> [WORK ITEM]:
Where the records hold the string "once", show the whole line it sits on.

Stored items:
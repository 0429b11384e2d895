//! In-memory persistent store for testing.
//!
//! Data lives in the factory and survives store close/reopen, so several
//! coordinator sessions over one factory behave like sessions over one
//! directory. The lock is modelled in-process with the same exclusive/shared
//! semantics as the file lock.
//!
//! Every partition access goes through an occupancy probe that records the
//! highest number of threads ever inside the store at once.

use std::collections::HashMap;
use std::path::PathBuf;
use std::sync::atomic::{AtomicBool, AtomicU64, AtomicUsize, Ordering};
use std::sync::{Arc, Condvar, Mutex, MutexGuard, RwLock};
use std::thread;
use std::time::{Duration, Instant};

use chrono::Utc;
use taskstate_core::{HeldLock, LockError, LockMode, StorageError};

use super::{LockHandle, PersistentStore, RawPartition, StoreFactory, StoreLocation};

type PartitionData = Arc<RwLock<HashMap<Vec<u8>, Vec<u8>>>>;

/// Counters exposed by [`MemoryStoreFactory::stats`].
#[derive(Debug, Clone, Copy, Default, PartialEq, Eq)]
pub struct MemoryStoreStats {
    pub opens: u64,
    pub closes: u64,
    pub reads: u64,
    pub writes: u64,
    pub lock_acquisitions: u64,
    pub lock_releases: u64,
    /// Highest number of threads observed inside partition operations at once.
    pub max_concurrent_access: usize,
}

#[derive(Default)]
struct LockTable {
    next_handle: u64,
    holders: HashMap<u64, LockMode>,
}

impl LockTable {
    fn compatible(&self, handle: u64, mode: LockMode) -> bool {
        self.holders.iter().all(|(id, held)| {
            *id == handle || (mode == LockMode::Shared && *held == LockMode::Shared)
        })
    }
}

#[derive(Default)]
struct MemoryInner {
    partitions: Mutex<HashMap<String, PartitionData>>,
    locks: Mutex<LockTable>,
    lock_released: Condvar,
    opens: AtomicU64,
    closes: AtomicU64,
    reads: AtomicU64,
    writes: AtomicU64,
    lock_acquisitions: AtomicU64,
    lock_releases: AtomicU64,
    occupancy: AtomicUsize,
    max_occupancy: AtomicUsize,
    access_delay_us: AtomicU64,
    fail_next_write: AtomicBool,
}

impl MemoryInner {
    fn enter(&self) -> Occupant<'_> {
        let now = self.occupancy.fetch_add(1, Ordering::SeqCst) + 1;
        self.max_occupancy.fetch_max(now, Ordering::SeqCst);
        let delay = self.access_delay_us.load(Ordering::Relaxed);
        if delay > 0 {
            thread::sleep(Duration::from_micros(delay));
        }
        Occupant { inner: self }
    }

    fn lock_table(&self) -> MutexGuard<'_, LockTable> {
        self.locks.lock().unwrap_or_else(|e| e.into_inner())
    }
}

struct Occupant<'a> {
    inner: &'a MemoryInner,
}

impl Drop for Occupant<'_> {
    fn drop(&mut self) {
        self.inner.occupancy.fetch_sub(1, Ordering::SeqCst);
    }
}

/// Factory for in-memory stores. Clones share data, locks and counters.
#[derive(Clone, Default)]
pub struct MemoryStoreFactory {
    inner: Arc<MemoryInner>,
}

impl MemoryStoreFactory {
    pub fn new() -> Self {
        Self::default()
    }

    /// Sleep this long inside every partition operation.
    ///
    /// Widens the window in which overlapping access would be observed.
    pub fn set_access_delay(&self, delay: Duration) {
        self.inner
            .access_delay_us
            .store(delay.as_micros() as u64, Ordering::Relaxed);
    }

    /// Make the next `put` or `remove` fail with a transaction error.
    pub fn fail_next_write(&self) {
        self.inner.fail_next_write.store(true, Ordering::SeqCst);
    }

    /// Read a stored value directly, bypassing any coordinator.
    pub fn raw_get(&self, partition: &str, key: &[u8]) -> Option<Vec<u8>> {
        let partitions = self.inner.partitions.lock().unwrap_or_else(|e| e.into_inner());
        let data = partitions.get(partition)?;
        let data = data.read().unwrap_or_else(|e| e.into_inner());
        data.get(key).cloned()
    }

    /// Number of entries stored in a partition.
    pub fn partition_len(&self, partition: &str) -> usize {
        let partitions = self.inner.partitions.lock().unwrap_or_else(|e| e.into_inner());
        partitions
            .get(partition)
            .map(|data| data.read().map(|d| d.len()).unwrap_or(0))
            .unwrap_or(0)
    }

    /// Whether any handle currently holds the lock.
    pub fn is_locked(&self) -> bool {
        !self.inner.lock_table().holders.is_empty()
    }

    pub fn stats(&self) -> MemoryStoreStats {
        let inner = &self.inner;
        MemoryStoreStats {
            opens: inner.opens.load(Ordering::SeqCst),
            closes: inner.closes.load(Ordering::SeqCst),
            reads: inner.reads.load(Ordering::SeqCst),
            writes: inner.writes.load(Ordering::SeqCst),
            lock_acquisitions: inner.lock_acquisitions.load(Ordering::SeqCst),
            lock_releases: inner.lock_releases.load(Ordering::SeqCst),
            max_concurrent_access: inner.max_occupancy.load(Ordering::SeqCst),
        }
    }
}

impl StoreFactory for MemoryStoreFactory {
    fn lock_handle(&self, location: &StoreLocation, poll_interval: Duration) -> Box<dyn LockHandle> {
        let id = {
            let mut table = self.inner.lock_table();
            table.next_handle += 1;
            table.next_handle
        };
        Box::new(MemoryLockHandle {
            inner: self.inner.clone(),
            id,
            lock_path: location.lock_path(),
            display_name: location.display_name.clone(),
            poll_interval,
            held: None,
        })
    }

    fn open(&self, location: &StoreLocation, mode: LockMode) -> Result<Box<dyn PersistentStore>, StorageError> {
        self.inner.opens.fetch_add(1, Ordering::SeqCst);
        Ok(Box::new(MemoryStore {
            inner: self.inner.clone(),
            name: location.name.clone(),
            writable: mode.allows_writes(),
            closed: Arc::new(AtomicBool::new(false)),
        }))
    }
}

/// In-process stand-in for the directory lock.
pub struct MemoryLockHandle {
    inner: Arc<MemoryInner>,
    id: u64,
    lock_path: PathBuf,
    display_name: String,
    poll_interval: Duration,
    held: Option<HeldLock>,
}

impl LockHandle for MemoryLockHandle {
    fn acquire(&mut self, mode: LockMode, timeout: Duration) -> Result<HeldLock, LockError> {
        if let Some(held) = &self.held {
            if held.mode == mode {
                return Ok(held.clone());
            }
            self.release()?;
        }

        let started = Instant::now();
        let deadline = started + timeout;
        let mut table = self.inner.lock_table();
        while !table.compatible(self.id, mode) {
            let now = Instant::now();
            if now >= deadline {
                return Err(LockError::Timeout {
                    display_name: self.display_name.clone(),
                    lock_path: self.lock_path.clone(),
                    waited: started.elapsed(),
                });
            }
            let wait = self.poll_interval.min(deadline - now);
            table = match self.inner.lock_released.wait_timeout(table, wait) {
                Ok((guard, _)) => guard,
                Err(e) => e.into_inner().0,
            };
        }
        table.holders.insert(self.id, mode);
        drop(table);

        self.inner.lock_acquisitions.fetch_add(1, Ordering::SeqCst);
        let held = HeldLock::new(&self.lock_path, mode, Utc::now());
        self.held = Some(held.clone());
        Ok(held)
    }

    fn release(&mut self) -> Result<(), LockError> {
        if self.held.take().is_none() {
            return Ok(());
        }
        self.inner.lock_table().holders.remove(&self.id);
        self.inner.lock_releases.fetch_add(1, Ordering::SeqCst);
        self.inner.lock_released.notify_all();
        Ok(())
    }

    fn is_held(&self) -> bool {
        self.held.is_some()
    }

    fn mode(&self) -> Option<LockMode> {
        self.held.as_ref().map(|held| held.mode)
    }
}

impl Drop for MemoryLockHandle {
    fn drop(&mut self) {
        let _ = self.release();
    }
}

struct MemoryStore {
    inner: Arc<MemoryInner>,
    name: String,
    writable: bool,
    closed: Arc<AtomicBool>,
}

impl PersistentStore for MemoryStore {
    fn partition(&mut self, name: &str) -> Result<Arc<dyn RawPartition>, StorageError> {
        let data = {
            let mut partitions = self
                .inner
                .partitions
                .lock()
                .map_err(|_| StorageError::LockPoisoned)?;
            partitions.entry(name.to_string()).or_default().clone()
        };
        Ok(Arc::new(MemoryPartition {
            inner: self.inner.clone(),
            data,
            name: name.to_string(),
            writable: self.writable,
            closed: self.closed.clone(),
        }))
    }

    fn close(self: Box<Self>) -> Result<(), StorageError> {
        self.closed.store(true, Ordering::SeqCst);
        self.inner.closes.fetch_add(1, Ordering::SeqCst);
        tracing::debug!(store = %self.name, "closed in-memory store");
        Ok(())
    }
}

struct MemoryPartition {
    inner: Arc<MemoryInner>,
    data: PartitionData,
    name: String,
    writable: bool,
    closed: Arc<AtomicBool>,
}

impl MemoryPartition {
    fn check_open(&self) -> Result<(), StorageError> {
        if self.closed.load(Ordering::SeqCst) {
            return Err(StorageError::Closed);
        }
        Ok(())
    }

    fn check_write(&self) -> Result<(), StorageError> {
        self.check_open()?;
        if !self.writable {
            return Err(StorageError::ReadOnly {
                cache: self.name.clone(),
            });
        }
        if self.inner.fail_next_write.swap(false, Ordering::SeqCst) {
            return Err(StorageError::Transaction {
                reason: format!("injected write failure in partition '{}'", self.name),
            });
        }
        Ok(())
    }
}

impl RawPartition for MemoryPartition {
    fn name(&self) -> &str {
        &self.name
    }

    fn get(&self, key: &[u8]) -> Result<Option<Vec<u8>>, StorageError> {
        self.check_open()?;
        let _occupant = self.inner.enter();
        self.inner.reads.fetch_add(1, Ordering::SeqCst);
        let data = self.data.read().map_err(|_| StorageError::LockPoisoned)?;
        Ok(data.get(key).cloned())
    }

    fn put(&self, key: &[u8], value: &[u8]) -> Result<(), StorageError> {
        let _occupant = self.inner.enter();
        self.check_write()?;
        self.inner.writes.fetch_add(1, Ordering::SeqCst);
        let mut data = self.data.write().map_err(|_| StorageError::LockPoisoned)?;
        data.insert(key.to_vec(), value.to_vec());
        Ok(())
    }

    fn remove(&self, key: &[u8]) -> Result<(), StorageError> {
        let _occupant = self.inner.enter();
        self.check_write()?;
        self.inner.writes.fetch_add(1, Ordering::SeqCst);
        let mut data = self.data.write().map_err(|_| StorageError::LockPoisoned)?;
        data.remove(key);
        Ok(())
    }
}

> [RESPONSE]:
//! highest number of threads ever inside the store at once.
    /// Highest number of threads observed inside partition operations at once.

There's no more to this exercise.